== INPUT DATA ==

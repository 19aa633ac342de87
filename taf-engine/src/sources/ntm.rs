//! Peer opinions relayed by the network trust module.

use std::collections::BTreeSet;

use taf_core::{
    CompletionParty, EvidenceMap, EvidenceType, EvidenceValue, SessionId, SubjectiveOpinion, TrustSource,
};

use super::{quantify, trustee_of_kind, TamAccess, TrustSourceHandler};
use crate::message::{RawOpinion, V2xNtm};
use crate::session::Session;
use crate::EngineError;

#[derive(Debug, Default)]
pub struct NtmHandler {
    sessions: BTreeSet<SessionId>,
}

impl NtmHandler {
    #[must_use]
    pub fn new() -> Self {
        Self::default()
    }

    fn opinion(raw: RawOpinion) -> Result<SubjectiveOpinion, taf_core::CoreError> {
        SubjectiveOpinion::new(raw.belief, raw.disbelief, raw.uncertainty, raw.base_rate)
    }
}

impl TrustSourceHandler for NtmHandler {
    type Notify = V2xNtm;

    fn trust_source(&self) -> TrustSource {
        TrustSource::Ntm
    }

    fn add_session(&mut self, session: &Session, party: CompletionParty<EngineError>, _access: &mut dyn TamAccess) {
        self.sessions.insert(session.id().clone());
        party.resolve();
    }

    fn remove_session(&mut self, session: &SessionId, party: CompletionParty<EngineError>, _access: &mut dyn TamAccess) {
        self.sessions.remove(session);
        party.resolve();
    }

    fn handle_notify(&mut self, notify: V2xNtm, access: &mut dyn TamAccess) {
        let entries = notify.v2x_source_set.unwrap_or_default();
        if entries.is_empty() {
            tracing::info!("V2X_NTM without opinions, ignoring");
            return;
        }
        let mut opinions = Vec::with_capacity(entries.len());
        for entry in entries {
            match Self::opinion(entry.opinion) {
                Ok(opinion) => opinions.push((entry.v2x_source_id.to_string(), opinion)),
                Err(e) => tracing::warn!(source = entry.v2x_source_id, error = %e, "skipping invalid remote opinion"),
            }
        }

        for session_id in &self.sessions {
            let Some(session) = access.session(session_id) else {
                continue;
            };
            let mut updates = Vec::new();
            for (source, opinion) in &opinions {
                let evidence = EvidenceMap::from([(EvidenceType::RemoteOpinion, EvidenceValue::Opinion(*opinion))]);
                for quantifier in session.quantifiers_for(TrustSource::Ntm) {
                    if let Some(trustee) = trustee_of_kind(quantifier, &[source.as_str()]) {
                        updates.extend(quantify(session_id, quantifier, trustee, &evidence));
                    }
                }
            }
            access.dispatch(session_id, updates);
        }
    }

    fn registered_sessions(&self) -> Vec<SessionId> {
        self.sessions.iter().cloned().collect()
    }
}

#[cfg(test)]
mod tests {
    use std::sync::Arc;

    use taf_core::{Params, TrustModelTemplate, Update};
    use taf_models::{ImaStandalone, NtmStandalone};

    use super::*;
    use crate::config::EngineConfig;
    use crate::message::NtmEntry;
    use crate::session::SessionTable;
    use crate::sources::testing::{completion, session};
    use crate::sources::Effects;

    fn table(template: Arc<dyn TrustModelTemplate>) -> SessionTable {
        let s = session("s-1", &template, &Params::new());
        SessionTable::from([(s.id().clone(), s)])
    }

    fn register(handler: &mut NtmHandler, table: &SessionTable, config: &EngineConfig) {
        let mut effects = Effects::new(table, config, "");
        for s in table.values() {
            let (barrier, _slot) = completion();
            handler.add_session(s, barrier.register(), &mut effects);
            barrier.execute();
        }
    }

    fn entry(id: i64, belief: f64, disbelief: f64, uncertainty: f64) -> NtmEntry {
        NtmEntry { v2x_source_id: id, opinion: RawOpinion { belief, disbelief, uncertainty, base_rate: 0.5 } }
    }

    #[test]
    fn valid_opinions_pass_through_and_invalid_ones_are_skipped() {
        let config = EngineConfig::default();
        let table = table(Arc::new(NtmStandalone));
        let mut handler = NtmHandler::new();
        register(&mut handler, &table, &config);

        let notify = V2xNtm { v2x_source_set: Some(vec![entry(7, 0.6, 0.1, 0.3), entry(8, 0.9, 0.9, 0.9)]) };
        let mut effects = Effects::new(&table, &config, "");
        handler.handle_notify(notify, &mut effects);
        let (dispatches, _) = effects.into_parts();
        match dispatches.first().map(|(_, updates)| updates.as_slice()) {
            Some([Update::AtomicTrustOpinion { trustee, opinion, source, .. }]) => {
                assert_eq!(trustee.to_string(), "vehicle_7");
                assert_eq!(*source, TrustSource::Ntm);
                assert!((opinion.belief() - 0.6).abs() < 1e-12);
            }
            other => panic!("expected one relayed opinion, got {other:?}"),
        }
    }

    #[test]
    fn empty_or_missing_set_is_ignored() {
        let config = EngineConfig::default();
        let table = table(Arc::new(NtmStandalone));
        let mut handler = NtmHandler::new();
        register(&mut handler, &table, &config);
        let mut effects = Effects::new(&table, &config, "");
        handler.handle_notify(V2xNtm { v2x_source_set: None }, &mut effects);
        handler.handle_notify(V2xNtm { v2x_source_set: Some(Vec::new()) }, &mut effects);
        assert!(effects.into_parts().0.is_empty());
    }

    #[test]
    fn sessions_without_peer_quantifiers_get_nothing() {
        let config = EngineConfig::default();
        let table = table(Arc::new(ImaStandalone));
        let mut handler = NtmHandler::new();
        register(&mut handler, &table, &config);
        let mut effects = Effects::new(&table, &config, "");
        handler.handle_notify(V2xNtm { v2x_source_set: Some(vec![entry(7, 0.6, 0.1, 0.3)]) }, &mut effects);
        assert!(effects.into_parts().0.is_empty());
    }
}
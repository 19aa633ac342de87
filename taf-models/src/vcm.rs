//! Vehicle computer migration.
//!
//! A static model: the TAF rates the two vehicle computers of the ego
//! vehicle from attestation evidence, starting from a design-time prior.

use std::collections::BTreeSet;

use taf_core::{
    AdjacencyEntry, CoreError, DiscountOperator, EntityId, EntityPattern, EvidenceType, FusionOperator,
    Params, Rtls, SecurityControl, Spawned, SubjectiveOpinion, TemplateKind, TmiId, TrustGraphStructure,
    TrustModelInstance, TrustModelTemplate, TrustRelationship, TrustSource, TrustSourceQuantifier, TrustValues,
    Update,
};

use crate::params::{self, WeightKeys};

pub const NAME: &str = "VCM";
pub const VERSION: &str = "0.0.1";

const TRUSTOR: &str = "TAF";

const AIV_DEFAULTS: [(SecurityControl, f64, u8); 6] = [
    (SecurityControl::SecureBoot, 0.2, 2),
    (SecurityControl::AccessControl, 0.2, 0),
    (SecurityControl::ControlFlowIntegrity, 0.1, 2),
    (SecurityControl::SecureOta, 0.1, 0),
    (SecurityControl::ApplicationIsolation, 0.1, 1),
    (SecurityControl::ConfigurationIntegrityVerification, 0.1, 2),
];

/// One vehicle computer: its parameter keys and default trust levels.
struct Computer {
    name: &'static str,
    keys: WeightKeys,
    dti: &'static str,
    rtl: &'static str,
    default_rtl: (f64, f64, f64),
}

const COMPUTERS: [Computer; 2] = [
    Computer {
        name: "VC1",
        keys: WeightKeys { existence: "VC1_EXISTENCE_AIV_", output: "VC1_OUTPUT_AIV_" },
        dti: "VC1_DTI",
        rtl: "VC1_RTL",
        default_rtl: (0.7, 0.2, 0.1),
    },
    Computer {
        name: "VC2",
        keys: WeightKeys { existence: "VC2_EXISTENCE_AIV_", output: "VC2_OUTPUT_AIV_" },
        dti: "VC2_DTI",
        rtl: "VC2_RTL",
        default_rtl: (0.65, 0.25, 0.1),
    },
];

/// Design-time trust in either computer before any evidence.
fn default_prior() -> Result<SubjectiveOpinion, CoreError> {
    SubjectiveOpinion::new(0.2, 0.1, 0.7, 0.5)
}

/// `VCM@0.0.1`
#[derive(Debug, Clone, Copy, Default)]
pub struct VehicleComputerMigration;

impl TrustModelTemplate for VehicleComputerMigration {
    fn name(&self) -> &str {
        NAME
    }

    fn version(&self) -> &str {
        VERSION
    }

    fn description(&self) -> &str {
        "Trustworthiness of the two vehicle computers of the ego vehicle"
    }

    fn kind(&self) -> TemplateKind {
        TemplateKind::Static
    }

    fn spawn(&self, params: &Params) -> Result<Spawned, CoreError> {
        let trustor = EntityId::named(TRUSTOR)?;
        let mut quantifiers = Vec::with_capacity(COMPUTERS.len());
        let mut computers = Vec::with_capacity(COMPUTERS.len());
        for computer in &COMPUTERS {
            let trustee = EntityId::named(computer.name)?;
            let prior = params::opinion(params, computer.dti, default_prior()?)?;
            let (b, d, u) = computer.default_rtl;
            let rtl = params::opinion(params, computer.rtl, SubjectiveOpinion::new(b, d, u, 0.5)?)?;
            let quantifier =
                params::existence_weighted(params, computer.keys, &AIV_DEFAULTS, EvidenceType::Aiv, Some(prior))?;

            quantifiers.push(TrustSourceQuantifier::new(
                EntityPattern::from(&trustor),
                EntityPattern::from(&trustee),
                EntityPattern::from(&trustee),
                TrustSource::Aiv,
                SecurityControl::ALL.into_iter().map(EvidenceType::Aiv).collect(),
                quantifier,
            ));
            computers.push(ComputerState { trustee, opinion: SubjectiveOpinion::FULL_UNCERTAINTY, rtl });
        }

        let instance = VcmInstance {
            id: TmiId::new(NAME),
            template: self.identifier(),
            version: 0,
            fingerprint: 0,
            trustor,
            computers,
        };
        Ok(Spawned { quantifiers, instance: Some(Box::new(instance)), spawner: None })
    }

    fn evidence_types(&self) -> BTreeSet<EvidenceType> {
        SecurityControl::ALL.into_iter().map(EvidenceType::Aiv).collect()
    }
}

#[derive(Debug)]
struct ComputerState {
    trustee: EntityId,
    opinion: SubjectiveOpinion,
    rtl: SubjectiveOpinion,
}

#[derive(Debug)]
pub struct VcmInstance {
    id: TmiId,
    template: String,
    version: u64,
    fingerprint: u32,
    trustor: EntityId,
    computers: Vec<ComputerState>,
}

impl TrustModelInstance for VcmInstance {
    fn id(&self) -> &TmiId {
        &self.id
    }

    fn template(&self) -> &str {
        &self.template
    }

    fn version(&self) -> u64 {
        self.version
    }

    fn fingerprint(&self) -> u32 {
        self.fingerprint
    }

    fn structure(&self) -> TrustGraphStructure {
        TrustGraphStructure::new(
            FusionOperator::CumulativeFusion,
            DiscountOperator::OppositeBeliefDiscount,
            vec![AdjacencyEntry::new(self.trustor.clone(), self.computers.iter().map(|c| c.trustee.clone()).collect())],
        )
    }

    fn values(&self) -> TrustValues {
        self.computers
            .iter()
            .map(|c| {
                let relationship = TrustRelationship::new(self.trustor.clone(), c.trustee.clone(), c.opinion);
                (c.trustee.clone(), vec![relationship])
            })
            .collect()
    }

    fn rtls(&self) -> Rtls {
        self.computers.iter().map(|c| (c.trustee.clone(), c.rtl)).collect()
    }

    fn initialize(&mut self, _params: &Params) {
        self.version = 0;
        // no dynamic nodes
        self.fingerprint = 0;
        for computer in &mut self.computers {
            computer.opinion = SubjectiveOpinion::FULL_UNCERTAINTY;
        }
    }

    fn update(&mut self, update: &Update) -> bool {
        let Update::AtomicTrustOpinion { opinion, trustee, .. } = update else {
            return false;
        };
        let Some(computer) = self.computers.iter_mut().find(|c| c.trustee == *trustee) else {
            tracing::debug!(tmi = %self.id, %trustee, "ignoring opinion on untracked trustee");
            return false;
        };
        computer.opinion = *opinion;
        self.version += 1;
        true
    }
}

===

**ASSIGNMENT:** Set down exactly the lines that begin the records and continue through the line bearing "type Notify = V2xNtm;"; include both ends.

**REPLY TO THE EXERCISE:**
repository 19aa633ac342de87
filename taf-engine/src/sources/ntm.rs
//! Peer opinions relayed by the network trust module.

use std::collections::BTreeSet;

use taf_core::{
    CompletionParty, EvidenceMap, EvidenceType, EvidenceValue, SessionId, SubjectiveOpinion, TrustSource,
};

use super::{quantify, trustee_of_kind, TamAccess, TrustSourceHandler};
use crate::message::{RawOpinion, V2xNtm};
use crate::session::Session;
use crate::EngineError;

#[derive(Debug, Default)]
pub struct NtmHandler {
    sessions: BTreeSet<SessionId>,
}

impl NtmHandler {
    #[must_use]
    pub fn new() -> Self {
        Self::default()
    }

    fn opinion(raw: RawOpinion) -> Result<SubjectiveOpinion, taf_core::CoreError> {
        SubjectiveOpinion::new(raw.belief, raw.disbelief, raw.uncertainty, raw.base_rate)
    }
}

impl TrustSourceHandler for NtmHandler {
    type Notify = V2xNtm;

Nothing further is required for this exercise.